I want to record all the different version of the data I’m processing.
For example, every day I have a dataset that updates with new data. I want to keep all the day’s data, as an historical log/archive of what was the data at a given point in time.
How can I archive data day after each other ?
You can use this community post’s code to generate fake data, if you want to test the behavior end-to-end: https://community.palantir.com/t/how-can-i-mock-incremental-behavior-in-code-repository/1381/2
Then you can archive the data, by keep appending the data to a given dataset, like in the below code.
from pyspark.sql import functions as F
from transforms.api import transform, Input, Output, incremental
@incremental(snapshot_inputs=["source_dataset"], require_incremental=True)
@transform(
out=Output("/path/example_archival"),
source_dataset=Input("/path/example_output"),
)
def compute(source_dataset, out):
# If I want to copy paste the entire input on each run
# I need to set the input as a "@incremental(snapshot_inputs=["source_dataset"])"

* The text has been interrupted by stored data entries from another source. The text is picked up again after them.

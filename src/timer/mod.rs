//! Countdown timer core
//!
//! The timer is a plain state machine driven by a `TickSource`. It owns no
//! threads and never reads the clock.

pub mod countdown;
pub mod tick_source;

// Re-export main types
pub use countdown::CountdownTimer;
pub use tick_source::{ManualTickSource, TickHandle, TickSource, TokioTickSource};
//! Background tasks module
//!
//! This module contains the countdown driver that runs alongside the HTTP server.

pub mod countdown_driver;

// Re-export main types
pub use countdown_driver::{CountdownDriver, TimerCommand};
//! In-memory key-value store

use std::collections::HashMap;

use super::KeyValueStore;
use crate::error::StoreError;

/// Store that lives only as long as the process
#[derive(Debug, Clone, Default)]
pub struct MemoryStore {
    values: HashMap<String, String>,
}

impl MemoryStore {
    pub fn new() -> Self {
        Self::default()
    }
}

impl KeyValueStore for MemoryStore {
    fn get(&self, key: &str) -> Option<String> {
        self.values.get(key).cloned()
    }

    fn set(&mut self, key: &str, value: &str) -> Result<(), StoreError> {
        self.values.insert(key.to_string(), value.to_string());
        Ok(())
    }
}
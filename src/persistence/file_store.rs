//! JSON file backed key-value store

use std::{
    collections::BTreeMap,
    fs,
    io::ErrorKind,
    path::PathBuf,
};
use tracing::{debug, info};

use super::KeyValueStore;
use crate::error::StoreError;

/// Store persisted as a flat JSON object, rewritten on every `set`
#[derive(Debug)]
pub struct FileStore {
    path: PathBuf,
    values: BTreeMap<String, String>,
}

impl FileStore {
    /// Open the store at `path`. A missing file is an empty store.
    pub fn open(path: impl Into<PathBuf>) -> Result<Self, StoreError> {
        let path = path.into();
        let values = match fs::read_to_string(&path) {
            Ok(contents) if contents.trim().is_empty() => BTreeMap::new(),
            Ok(contents) => serde_json::from_str(&contents)?,
            Err(e) if e.kind() == ErrorKind::NotFound => {
                info!("State file {} not found, starting empty", path.display());
                BTreeMap::new()
            }
            Err(e) => return Err(e.into()),
        };

        debug!("Opened state file {} with {} keys", path.display(), values.len());
        Ok(Self { path, values })
    }

    fn flush(&self) -> Result<(), StoreError> {
        if let Some(parent) = self.path.parent() {
            if !parent.as_os_str().is_empty() {
                fs::create_dir_all(parent)?;
            }
        }

        // Write to a sibling file first so a crash never leaves half a file
        let tmp = self.path.with_extension("tmp");
        fs::write(&tmp, serde_json::to_vec_pretty(&self.values)?)?;
        fs::rename(&tmp, &self.path)?;
        Ok(())
    }
}

impl KeyValueStore for FileStore {
    fn get(&self, key: &str) -> Option<String> {
        self.values.get(key).cloned()
    }

    fn set(&mut self, key: &str, value: &str) -> Result<(), StoreError> {
        self.values.insert(key.to_string(), value.to_string());
        self.flush()
    }
}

# The dataset will then be read entirely on each run
# Otherwise, only the new data will be read
new_data = source_dataset.dataframe()
# Note: We can add a timestamp or additional informaton here
new_data = new_data.withColumn("archival_ts", F.current_timestamp())
# We "append" to the output
# Note: If you want to make sure that the output will never snapshot, or be replaced,
# you can add an argument to the @incremental decorator to make any snapshot build to fail
# @incremental(require_incremental=True)
out.set_mode("modify")
out.write_dataframe(new_data)
Note: If you hit an error on build Profiles with invalid permissions: "KUBERNETES_NO_EXECUTORS".
please import the KUBERNETES_NO_EXECUTORS
spark profiles in the settings of your code repository